Algorithmically based intertextual analysis is an increasingly popular analytical method through which all exact or similar textual phrases or passages in a text or corpus can be detected using a simple matching algorithm that relies on an n-gram representation of the text with a sliding window for evaluation.Footnote ¹² For a corpus like the Twenty-four Chinese Histories, algorithmic intertextual analysis allows the user to efficiently assemble and review graph-by-graph similarities and differences (changes, interpolations and deletions) between passages of any length greater than a sentence in each source.Footnote ¹³ As with the concordance functions, full corpus-level intertextual results can also be further constrained by facets, allowing a user to quickly assemble and review all passages shared between two or more sources, authors, or any other criteria included in the metadata.Footnote ¹⁴ These results can also be constrained by passage, title, passage length, or time period.

In PhiloLogic's TextPAIR framework, under each pair of similar passages, clicking on “Show differences” provides the at-a-glance results of the similarity matrix mapped onto each source, with identical sections in light blue type, interpolations in dark blue boldface type, and deletions marked in boldface green type with strikethrough. Figure 2 shows a passage from the twenty-ninth chapter of the Records of the Historian (Shi ji 史記) compared with its counterpart from the twenty-ninth chapter of the Book of Han (Han shu 漢書).Footnote ¹⁵ It bears noting that this result does not necessarily indicate a direct linear connection between the two passages being compared (à la the stemma codicum model in redaction criticism), all that is necessary is that it meet the mathematical threshold of a minimum shared number of lexical units (words or graphs) in sequence, and thus this type of intertextual analysis equally indicates citations, allusions, and paraphrased portions in any combination of sources from any time period, genre, or style.
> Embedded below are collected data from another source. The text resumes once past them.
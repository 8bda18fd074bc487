//! Noise-based curves.
//!
//! This module contains curves whose shape is drawn from a random source at
//! construction time.

mod wiggle;

pub use wiggle::Wiggle;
Figure 2. Screenshot of the TextPAIR Sequence Alignment in PhiloLogic

Footnotes

Jeffrey Tharsen, University of Chicago, email: jcarlsen@uchicago.edu and Clovis Gladstone, University of Chicago, email: clovisgladstone@uchicago.edu

References

¹ We can trace concordances back to the Dominicans, who in the thirteenth century had the idea of providing a new way to study the Bible.

² See Winter, Thomas Nelson, “Roberto Busa, S.J., and the Invention of the Machine-Generated Concordance,” The Classical Bulletin 75.1 (1999), 3–20Google Scholar

³ Founded in 1982, the ARTFL Project is one of the oldest Digital Humanities Lab in North America. See http://artfl-project.uchicago.edu/ for more details.

⁴ See http://artfl-project.uchicago.edu/content/artfl-frantext.

⁵ See http://encyclopedie.uchicago.edu/.

⁶ PhiloLogic is completely open-source; installation instructions for Linux and Mac OS are available here: https://artfl-project.github.io/PhiloLogic4/installation.html. For those who prefer GitHub, the current PhiloLogic repository is https://github.com/ARTFL-Project/PhiloLogic4.

⁷ The Textual Optics Lab is a Digital Humanities Lab at the University of Chicago which comprises scholars from the ARTFL Project and the Chicago Text Lab. See https://textual-optics-lab.uchicago.edu/ for more details.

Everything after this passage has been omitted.